Gabon : le RPM de Barro Chambrier suspens un de ses cadres pour des faits jugés non conforme à la ligne du Parti



2025-08-06 15:56:00

La suspension brutale de Joyce Laffite Ntsegue, secrétaire exécutif adjoint chargé de la communication du Rassemblement pour la Patrie et la Modernité (RPM), jette une lumière crue sur les tensions internes d’un parti en quête de positionnement dans l’échiquier politique de la Vᵉ République. En choisissant de sanctionner l’un de ses cadres pour avoir critiqué l’investiture d’anciens dignitaires du PDG par l’Union Démocratique des Bâtisseurs (UDB), le RPM d’Alexandre Barro Chambrier semble s’éloigner de l’esprit de rupture post-30 août, au risque de brouiller sa propre ligne idéologique.



Une suspension express, révélatrice de tensions profondes

C’est un communiqué laconique mais lourd de sens qui a été publié ce mardi 5 août 2025, signé par Jean Robert Goulongana, président par intérim du RPM. Joyce Laffite Ntsegue, par ailleurs porte-parole n°2 du parti, est suspendu « à titre conservatoire » pour avoir exprimé, dans un post Facebook viral, son rejet de l’investiture par l’UDB de plusieurs anciens cadres du Parti Démocratique Gabonais (PDG), symbole décrié de l’ancien régime.
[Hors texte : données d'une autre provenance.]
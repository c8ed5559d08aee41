//! Mix pipeline
//!
//! Turns an affirmation recording and a background track into one stereo
//! subliminal master:
//!
//! 1. Load both inputs
//! 2. Modulate the affirmation onto the carrier, normalize it to the
//!    reference level, then apply the subliminal volume
//! 3. Apply the background volume
//! 4. Loop the shorter track up to the length of the longer one
//! 5. Generate the binaural beat (optional)
//! 6. Overlay everything onto the background
//! 7. Normalize the mix to the master level
//! 8. Encode to WAV
//!
//! Load failures are returned as-is. Anything that fails from step 2 on is
//! logged in full and reported as [`SubliminalError::ProcessingFailure`].

use std::any::Any;
use std::panic::{self, AssertUnwindSafe};

use tracing::{debug, error, info, warn};

use crate::config::ProcessingConfig;
use crate::dsp::{apply_gain, binaural_beat_frames, loop_to_frames, modulate, normalize, overlay};
use crate::engine::buffer::AudioBuffer;
use crate::engine::io::{conform, encode_wav, AudioSource};
use crate::error::{Result, SubliminalError};
use crate::pipeline::progress::{ProgressEvent, ProgressObserver};
use crate::pipeline::stage::{PipelineStage, StageTracker, STEP_COUNT};

/// Output of a successful run
#[derive(Debug, Clone)]
pub struct MixResult {
    /// Final stereo 16-bit mix
    pub buffer: AudioBuffer,
    pub duration_ms: u64,
    /// Size of `wav_bytes`
    pub byte_size: usize,
    /// The mix serialized as a 16-bit PCM WAV file
    pub wav_bytes: Vec<u8>,
    /// States the run passed through, in order
    pub stages: Vec<PipelineStage>,
}

/// Runs the subliminal mix for one fixed configuration
///
/// A pipeline holds no mutable state; one instance can serve any number of
/// runs, including concurrent ones.
#[derive(Debug, Clone)]
pub struct MixPipeline {
    config: ProcessingConfig,
}

impl MixPipeline {
    /// Create a pipeline
    ///
    /// # Errors
    /// * `InvalidConfig` - if any setting is outside its allowed range
    pub fn new(config: ProcessingConfig) -> Result<Self> {
        config.validate()?;
        Ok(Self { config })
    }

    pub fn config(&self) -> &ProcessingConfig {
        &self.config
    }

    /// Mix `affirmation` over `background`
    ///
    /// # Arguments
    /// * `affirmation` - Spoken affirmation, any rate, mono or stereo
    /// * `background` - Music or ambience the affirmation is hidden in
    /// * `progress` - Receives one event before each of the eight steps
    ///
    /// # Errors
    /// * `FileNotFound`, `InvalidFormat`, `UnsupportedFormat` - an input
    ///   could not be decoded
    /// * `EmptyInput` - an input decoded to zero frames
    /// * `ProcessingFailure` - any later step failed (details are logged)
    pub fn run(
        &self,
        affirmation: &dyn AudioSource,
        background: &dyn AudioSource,
        progress: &dyn ProgressObserver,
    ) -> Result<MixResult> {
        let mut tracker = StageTracker::new();

        report(progress, 1, "Loading audio files...");
        let affirmation = load_track(affirmation, "affirmation")?;
        let background = load_track(background, "background")?;
        tracker.advance(PipelineStage::Loaded)?;

        info!(
            affirmation_ms = affirmation.duration_ms(),
            background_ms = background.duration_ms(),
            "loaded input tracks"
        );

        let outcome = panic::catch_unwind(AssertUnwindSafe(|| {
            self.process(&affirmation, &background, tracker, progress)
        }));

        match outcome {
            Ok(Ok(result)) => {
                info!(
                    duration_ms = result.duration_ms,
                    byte_size = result.byte_size,
                    "mix complete"
                );
                Ok(result)
            }
            Ok(Err(e)) => {
                error!(code = e.error_code(), error = %e, "mix failed");
                Err(SubliminalError::ProcessingFailure)
            }
            Err(payload) => {
                error!(panic = %panic_detail(payload.as_ref()), "mix stage panicked");
                Err(SubliminalError::ProcessingFailure)
            }
        }
    }

    /// Steps 2 to 8
    fn process(
        &self,
        affirmation: &AudioBuffer,
        background: &AudioBuffer,
        mut tracker: StageTracker,
        progress: &dyn ProgressObserver,
    ) -> Result<MixResult> {
        let config = &self.config;
        let rate = config.target_sample_rate_hz;

        begin_step(progress, 2, "Applying silent subliminal modulation...")?;
        let modulated = modulate(affirmation, config.carrier_freq_hz, rate);
        tracker.advance(PipelineStage::Modulated)?;

        let normalized = normalize(&modulated, config.reference_level_db);
        tracker.advance(PipelineStage::TrackNormalized)?;

        let subliminal = apply_gain(&normalized, config.subliminal_volume_db);
        debug!(
            reference_db = config.reference_level_db,
            subliminal_volume_db = config.subliminal_volume_db,
            level_dbfs = subliminal.dbfs(),
            "subliminal track ready"
        );

        begin_step(progress, 3, "Adjusting background volume...")?;
        let background = conform(background, background.layout(), rate);
        let background = apply_gain(&background, config.background_volume_db);
        tracker.advance(PipelineStage::VolumeAdjusted)?;
        debug!(
            background_volume_db = config.background_volume_db,
            "background track ready"
        );

        begin_step(progress, 4, "Matching track lengths...")?;
        let target_frames = subliminal.frames().max(background.frames());
        let subliminal = extend_to(subliminal, target_frames);
        let background = extend_to(background, target_frames);
        tracker.advance(PipelineStage::Aligned)?;
        debug!(
            frames = target_frames,
            duration_ms = background.duration_ms(),
            "tracks aligned"
        );

        let beat = if config.enable_binaural {
            begin_step(progress, 5, "Generating binaural beats...")?;
            let beat = binaural_beat_frames(
                target_frames,
                config.binaural_left_freq_hz,
                config.binaural_right_freq_hz,
                config.binaural_volume_db,
                rate,
            )?;
            tracker.advance(PipelineStage::BinauralGenerated)?;
            info!(
                left_hz = config.binaural_left_freq_hz,
                right_hz = config.binaural_right_freq_hz,
                beat_hz = config.beat_frequency_hz(),
                volume_db = config.binaural_volume_db,
                "binaural beat generated"
            );
            Some(beat)
        } else {
            begin_step(progress, 5, "Binaural beats disabled, skipping...")?;
            None
        };

        begin_step(progress, 6, "Mixing tracks...")?;
        let mut mixed = overlay(&background, &subliminal.to_stereo())?;
        if let Some(beat) = &beat {
            mixed = overlay(&mixed, beat)?;
        }
        tracker.advance(PipelineStage::Mixed)?;

        begin_step(progress, 7, "Normalizing final mix...")?;
        let master = normalize(&mixed, config.master_level_db);
        tracker.advance(PipelineStage::FinalNormalized)?;

        begin_step(progress, 8, "Exporting final audio...")?;
        let wav_bytes = encode_wav(&master)?;
        tracker.advance(PipelineStage::Exported)?;

        Ok(MixResult {
            duration_ms: master.duration_ms(),
            byte_size: wav_bytes.len(),
            wav_bytes,
            buffer: master,
            stages: tracker.visited().to_vec(),
        })
    }
}

fn load_track(source: &dyn AudioSource, track: &str) -> Result<AudioBuffer> {
    let buffer = source.load()?;
    if buffer.is_empty() {
        return Err(SubliminalError::EmptyInput {
            track: track.to_string(),
        });
    }
    debug!(track, source = %source.describe(), frames = buffer.frames(), "decoded");
    Ok(buffer)
}

/// Loop `buffer` up to `frames`; never shortens it
fn extend_to(buffer: AudioBuffer, frames: usize) -> AudioBuffer {
    if buffer.frames() < frames {
        loop_to_frames(&buffer, frames)
    } else {
        buffer
    }
}

/// Announce a step to the log and the observer
///
/// A panicking observer is logged and otherwise ignored.
fn report(progress: &dyn ProgressObserver, step: u32, message: &str) {
    info!("[step {}/{}] {}", step, STEP_COUNT, message);
    let event = ProgressEvent {
        step,
        total: STEP_COUNT,
        message: message.to_string(),
    };
    if let Err(payload) = panic::catch_unwind(AssertUnwindSafe(|| progress.on_progress(&event))) {
        warn!(step, panic = %panic_detail(payload.as_ref()), "progress observer panicked");
    }
}

fn begin_step(progress: &dyn ProgressObserver, step: u32, message: &str) -> Result<()> {
    report(progress, step, message);
    checkpoint(step)
}

#[cfg(not(test))]
#[inline]
fn checkpoint(_step: u32) -> Result<()> {
    Ok(())
}

#[cfg(test)]
thread_local! {
    /// Step at which the current thread's runs fail, and whether by panic
    static INJECTED_FAILURE: std::cell::Cell<Option<(u32, bool)>> =
        const { std::cell::Cell::new(None) };
}

#[cfg(test)]
fn checkpoint(step: u32) -> Result<()> {
    match INJECTED_FAILURE.with(|f| f.get()) {
        Some((at, true)) if at == step => panic!("injected panic at step {} in /tmp/work", step),
        Some((at, false)) if at == step => Err(SubliminalError::processing(format!(
            "injected error at step {} in /tmp/work",
            step
        ))),
        _ => Ok(()),
    }
}

fn panic_detail(payload: &(dyn Any + Send)) -> String {
    if let Some(s) = payload.downcast_ref::<&str>() {
        s.to_string()
    } else if let Some(s) = payload.downcast_ref::<String>() {
        s.clone()
    } else {
        "unknown panic".to_string()
    }
}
« Nous n’allons pas reconstruire le Gabon avec ceux qui l’ont détruit. Hier candidats d’Ali Bongo Ondimba, aujourd’hui candidats de Brice Clotaire Oligui Nguema… Où est l’arnaque ? », écrivait-il, reprenant un discours largement relayé dans l’opinion depuis le Dialogue national inclusif.

Le Dialogue national à l’épreuve du pragmatisme politique

Car cette prise de position, bien que individuelle, résonne avec une revendication largement exprimée par les Gabonais lors du Dialogue d’Avril : tourner définitivement la page du système Bongo-PDG. En cela, Joyce Laffite Ntsegue n’a fait que verbaliser un malaise croissant, face au retour par la grande porte d’acteurs politiques identifiés au régime déchu.
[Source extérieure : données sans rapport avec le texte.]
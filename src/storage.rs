//! Output storage and retention
//!
//! Finished mixes are written into an output folder under a unique,
//! timestamped name. Files only ever appear there complete: the WAV data is
//! written to a hidden temp file first and renamed into place.
//!
//! Retention is a separate, explicit sweep that removes expired files and
//! caps how many files each folder may hold.

use std::fs;
use std::path::{Path, PathBuf};
use std::time::SystemTime;

use chrono::{DateTime, Duration, Utc};
use serde::Serialize;
use sha2::{Digest, Sha256};
use tracing::{debug, info, warn};
use uuid::Uuid;
use walkdir::WalkDir;

use crate::error::Result;
use crate::pipeline::MixResult;

/// Prefix of every stored mix
const OUTPUT_PREFIX: &str = "Subliminal_Master_";

const OUTPUT_EXTENSION: &str = ".wav";

/// Prefix of in-flight temp files
const PARTIAL_PREFIX: &str = ".partial_";

/// Default age after which files are removed
pub const DEFAULT_MAX_AGE_HOURS: u32 = 24;

/// Default number of files kept per folder
pub const DEFAULT_MAX_FILES: usize = 100;

// ============================================================================
// OutputStore
// ============================================================================

/// A mix that has been written to disk
#[derive(Debug, Clone, PartialEq, Eq, Serialize)]
pub struct StoredOutput {
    pub path: PathBuf,
    pub file_name: String,
    pub byte_size: u64,
    pub duration_ms: u64,
    /// Hex SHA-256 of the file contents
    pub sha256: String,
}

impl StoredOutput {
    pub fn size_mb(&self) -> f64 {
        self.byte_size as f64 / (1024.0 * 1024.0)
    }
}

/// Durable location for finished mixes
#[derive(Debug, Clone)]
pub struct OutputStore {
    root: PathBuf,
}

impl OutputStore {
    pub fn new(root: impl Into<PathBuf>) -> Self {
        Self { root: root.into() }
    }

    pub fn root(&self) -> &Path {
        &self.root
    }

    /// Write a mix into the store
    ///
    /// # Arguments
    /// * `result` - A finished pipeline run
    ///
    /// # Returns
    /// Where the mix was written, with its size and checksum.
    pub fn save(&self, result: &MixResult) -> Result<StoredOutput> {
        fs::create_dir_all(&self.root)?;

        let file_name = output_file_name(Utc::now());
        let path = self.root.join(&file_name);
        let partial = self.root.join(format!("{}{}", PARTIAL_PREFIX, file_name));

        if let Err(e) = fs::write(&partial, &result.wav_bytes) {
            let _ = fs::remove_file(&partial);
            return Err(e.into());
        }
        if let Err(e) = fs::rename(&partial, &path) {
            let _ = fs::remove_file(&partial);
            return Err(e.into());
        }

        let sha256 = format!("{:x}", Sha256::digest(&result.wav_bytes));
        info!(file = %file_name, bytes = result.wav_bytes.len(), "stored mix");

        Ok(StoredOutput {
            path,
            file_name,
            byte_size: result.wav_bytes.len() as u64,
            duration_ms: result.duration_ms,
            sha256,
        })
    }

    /// All stored mixes, newest first
    pub fn list(&self) -> Result<Vec<PathBuf>> {
        let mut outputs: Vec<PathBuf> = list_files(&self.root)
            .into_iter()
            .filter(|path| {
                path.file_name()
                    .map(|name| {
                        let name = name.to_string_lossy();
                        name.starts_with(OUTPUT_PREFIX) && name.ends_with(OUTPUT_EXTENSION)
                    })
                    .unwrap_or(false)
            })
            .collect();

        // Names embed the timestamp, so reverse lexical order is newest first
        outputs.sort_by(|a, b| b.file_name().cmp(&a.file_name()));
        Ok(outputs)
    }
}

/// `Subliminal_Master_YYYYMMDD_HHMMSS_xxxxxxxx.wav`
fn output_file_name(now: DateTime<Utc>) -> String {
    let id = Uuid::new_v4().simple().to_string();
    format!(
        "{}{}_{}{}",
        OUTPUT_PREFIX,
        now.format("%Y%m%d_%H%M%S"),
        &id[..8],
        OUTPUT_EXTENSION
    )
}

// ============================================================================
// Retention
// ============================================================================

/// Outcome of one sweep
#[derive(Debug, Clone, Copy, Default, PartialEq, Eq, Serialize)]
pub struct SweepReport {
    pub removed_files: usize,
    pub freed_bytes: u64,
}

/// Age and count limits for stored files
#[derive(Debug, Clone, Copy, PartialEq, Eq)]
pub struct RetentionPolicy {
    pub max_age_hours: u32,
    pub max_files: usize,
}

impl Default for RetentionPolicy {
    fn default() -> Self {
        Self {
            max_age_hours: DEFAULT_MAX_AGE_HOURS,
            max_files: DEFAULT_MAX_FILES,
        }
    }
}

impl RetentionPolicy {
    pub fn new(max_age_hours: u32, max_files: usize) -> Self {
        Self {
            max_age_hours,
            max_files,
        }
    }

    /// Apply the policy to every folder in `folders`
    ///
    /// Files older than `max_age_hours` go first; after that, the oldest
    /// files beyond `max_files` are removed from each folder. Files that
    /// cannot be inspected or deleted are logged and skipped.
    ///
    /// In-flight temp files from [`OutputStore::save`] never count toward
    /// `max_files`; they are only removed once they have expired.
    pub fn sweep<P: AsRef<Path>>(&self, folders: &[P]) -> SweepReport {
        let now = Utc::now();
        folders
            .iter()
            .map(|folder| self.sweep_folder(folder.as_ref(), now))
            .fold(SweepReport::default(), |acc, r| SweepReport {
                removed_files: acc.removed_files + r.removed_files,
                freed_bytes: acc.freed_bytes + r.freed_bytes,
            })
    }

    fn sweep_folder(&self, folder: &Path, now: DateTime<Utc>) -> SweepReport {
        let mut report = SweepReport::default();
        let max_age = Duration::try_hours(i64::from(self.max_age_hours));

        let mut survivors: Vec<(PathBuf, DateTime<Utc>, u64)> = Vec::new();
        for path in list_files(folder) {
            let (modified, size) = match file_stamp(&path) {
                Some(stamp) => stamp,
                None => continue,
            };

            let expired = max_age.map_or(false, |max| now.signed_duration_since(modified) > max);
            if expired {
                if remove(&path) {
                    report.removed_files += 1;
                    report.freed_bytes += size;
                }
            } else if !is_partial(&path) {
                survivors.push((path, modified, size));
            }
        }

        // Newest first; everything past max_files is surplus
        survivors.sort_by(|a, b| b.1.cmp(&a.1));
        for (path, _, size) in survivors.iter().skip(self.max_files) {
            if remove(path) {
                report.removed_files += 1;
                report.freed_bytes += size;
            }
        }

        if report.removed_files > 0 {
            info!(
                folder = %folder.display(),
                removed = report.removed_files,
                freed_bytes = report.freed_bytes,
                "retention sweep"
            );
        }
        report
    }
}

/// Regular files directly inside `dir`
fn list_files(dir: &Path) -> Vec<PathBuf> {
    if !dir.exists() {
        return Vec::new();
    }

    WalkDir::new(dir)
        .min_depth(1)
        .max_depth(1)
        .into_iter()
        .filter_map(|entry| entry.ok())
        .filter(|entry| entry.file_type().is_file())
        .map(|entry| entry.path().to_path_buf())
        .collect()
}

fn is_partial(path: &Path) -> bool {
    path.file_name()
        .map(|name| name.to_string_lossy().starts_with(PARTIAL_PREFIX))
        .unwrap_or(false)
}

fn file_stamp(path: &Path) -> Option<(DateTime<Utc>, u64)> {
    let metadata = match fs::metadata(path) {
        Ok(m) => m,
        Err(e) => {
            warn!(path = %path.display(), error = %e, "cannot stat file");
            return None;
        }
    };
    let modified: SystemTime = metadata.modified().ok()?;
    Some((DateTime::<Utc>::from(modified), metadata.len()))
}

fn remove(path: &Path) -> bool {
    match fs::remove_file(path) {
        Ok(()) => {
            debug!(path = %path.display(), "removed");
            true
        }
        Err(e) => {
            warn!(path = %path.display(), error = %e, "failed to remove file");
            false
        }
    }
}

#[cfg(test)]
mod tests {
    use super::*;
    use crate::dsp::generate_tone;
    use crate::engine::io::encode_wav;
    use std::time::Duration as StdDuration;
    use tempfile::tempdir;

    fn fake_result() -> MixResult {
        let buffer = generate_tone(440.0, 100, 8000).to_stereo();
        let wav_bytes = encode_wav(&buffer).unwrap();
        MixResult {
            duration_ms: buffer.duration_ms(),
            byte_size: wav_bytes.len(),
            wav_bytes,
            buffer,
            stages: Vec::new(),
        }
    }

    fn touch(dir: &Path, name: &str, age: StdDuration) -> PathBuf {
        let path = dir.join(name);
        fs::write(&path, b"data").unwrap();
        let file = fs::File::options().write(true).open(&path).unwrap();
        file.set_modified(SystemTime::now() - age).unwrap();
        path
    }

    #[test]
    fn test_output_file_name_format() {
        let now = DateTime::parse_from_rfc3339("2024-03-05T07:08:09Z")
            .unwrap()
            .with_timezone(&Utc);
        let name = output_file_name(now);
        assert!(name.starts_with("Subliminal_Master_20240305_070809_"));
        assert!(name.ends_with(".wav"));
        assert_eq!(name.len(), "Subliminal_Master_20240305_070809_".len() + 8 + 4);
    }

    #[test]
    fn test_save_writes_complete_file() {
        let dir = tempdir().unwrap();
        let store = OutputStore::new(dir.path().join("output"));
        let result = fake_result();

        let stored = store.save(&result).unwrap();

        assert_eq!(fs::read(&stored.path).unwrap(), result.wav_bytes);
        assert_eq!(stored.byte_size, result.wav_bytes.len() as u64);
        assert_eq!(stored.sha256.len(), 64);
        assert_eq!(store.list().unwrap(), vec![stored.path.clone()]);
    }

    #[test]
    fn test_save_leaves_no_partial_files() {
        let dir = tempdir().unwrap();
        let store = OutputStore::new(dir.path());
        store.save(&fake_result()).unwrap();

        let leftovers = list_files(dir.path())
            .into_iter()
            .filter(|p| p.to_string_lossy().contains(PARTIAL_PREFIX))
            .count();
        assert_eq!(leftovers, 0);
    }

    #[test]
    fn test_names_are_unique() {
        let dir = tempdir().unwrap();
        let store = OutputStore::new(dir.path());
        let a = store.save(&fake_result()).unwrap();
        let b = store.save(&fake_result()).unwrap();
        assert_ne!(a.file_name, b.file_name);
    }

    #[test]
    fn test_sweep_removes_expired_files() {
        let dir = tempdir().unwrap();
        let old = touch(dir.path(), "old.wav", StdDuration::from_secs(48 * 3600));
        let fresh = touch(dir.path(), "fresh.wav", StdDuration::from_secs(60));

        let report = RetentionPolicy::default().sweep(&[dir.path()]);

        assert_eq!(report.removed_files, 1);
        assert_eq!(report.freed_bytes, 4);
        assert!(!old.exists());
        assert!(fresh.exists());
    }

    #[test]
    fn test_sweep_caps_file_count() {
        let dir = tempdir().unwrap();
        let paths: Vec<PathBuf> = (0..5)
            .map(|i| touch(dir.path(), &format!("f{}.wav", i), StdDuration::from_secs(60 * (i + 1))))
            .collect();

        let report = RetentionPolicy::new(24, 2).sweep(&[dir.path()]);

        assert_eq!(report.removed_files, 3);
        assert!(paths[0].exists());
        assert!(paths[1].exists());
        assert!(paths[2..].iter().all(|p| !p.exists()));
    }

    #[test]
    fn test_sweep_leaves_fresh_partial_files() {
        let dir = tempdir().unwrap();
        let partial = touch(dir.path(), ".partial_Subliminal_Master_x.wav", StdDuration::from_secs(5));
        let finished = touch(dir.path(), "Subliminal_Master_x.wav", StdDuration::from_secs(5));

        let report = RetentionPolicy::new(24, 0).sweep(&[dir.path()]);

        assert_eq!(report.removed_files, 1);
        assert!(partial.exists());
        assert!(!finished.exists());
    }

    #[test]
    fn test_sweep_removes_abandoned_partial_files() {
        let dir = tempdir().unwrap();
        let partial = touch(dir.path(), ".partial_old.wav", StdDuration::from_secs(30 * 3600));

        RetentionPolicy::default().sweep(&[dir.path()]);

        assert!(!partial.exists());
    }

    #[test]
    fn test_huge_max_age_keeps_old_files() {
        let dir = tempdir().unwrap();
        let old = touch(dir.path(), "old.wav", StdDuration::from_secs(400 * 24 * 3600));

        let report = RetentionPolicy::new(u32::MAX, 10).sweep(&[dir.path()]);

        assert_eq!(report, SweepReport::default());
        assert!(old.exists());
    }

    #[test]
    fn test_sweep_missing_folder_is_noop() {
        let dir = tempdir().unwrap();
        let report = RetentionPolicy::default().sweep(&[dir.path().join("nope")]);
        assert_eq!(report, SweepReport::default());
    }
}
La réaction du RPM, en sanctionnant une voix dissonante, peut dès lors être interprétée comme un reniement des principes de renouvellement politique que le parti avait lui-même défendus. L’argument de « cohésion de l’alliance » avancé par la direction, peine à convaincre une partie de la base militante, qui y voit plutôt un signe d’alignement excessif sur la ligne présidentielle.

Une alliance stratégique sous tension

L’affaire survient dans un contexte électoral tendu, où l’UDB, parti du président de la Transition, Brice Clotaire Oligui Nguema, a investi des candidats sur des circonscriptions déjà ciblées par le RPM. En d’autres termes, l’alliance UDB-RPM n’a, pour l’heure, ni pacte de non-agression, ni répartition claire des zones d’influence. Dès lors, que vaut une coalition où les partenaires se concurrencent frontalement ?

Cette confusion stratégique interroge sur la nature même de l’alliance et la place réelle laissée aux formations satellites. Le RPM, qui se veut force d’appoint crédible, risque de perdre en autonomie, en lisibilité, et à terme, en électorat.

Barro Chambrier à un tournant

Pour Alexandre Barro Chambrier, la sanction contre Joyce Laffite Ntsegue constitue un test politique. Peut-il défendre l’indépendance de sa formation tout en restant dans le périmètre rapproché du pouvoir ? Peut-il revendiquer l’héritage de l’opposition à Ali Bongo, tout en s’accommodant du recyclage politique de ses anciens fidèles ? À trop vouloir ménager la présidence, le RPM pourrait se couper de ses soutiens historiques, en particulier dans les cercles de la société civile et de la jeunesse urbaine, sensibles aux symboles de rupture.

Dans une République qui promettait davantage de pluralisme, d’éthique et de liberté de ton, la mise à l’écart d’un cadre pour avoir exprimé un désaccord idéologique renvoie une image inquiétante : celle d’une démocratie en gestation où l’unanimisme politique refait surface, sous de nouveaux habits.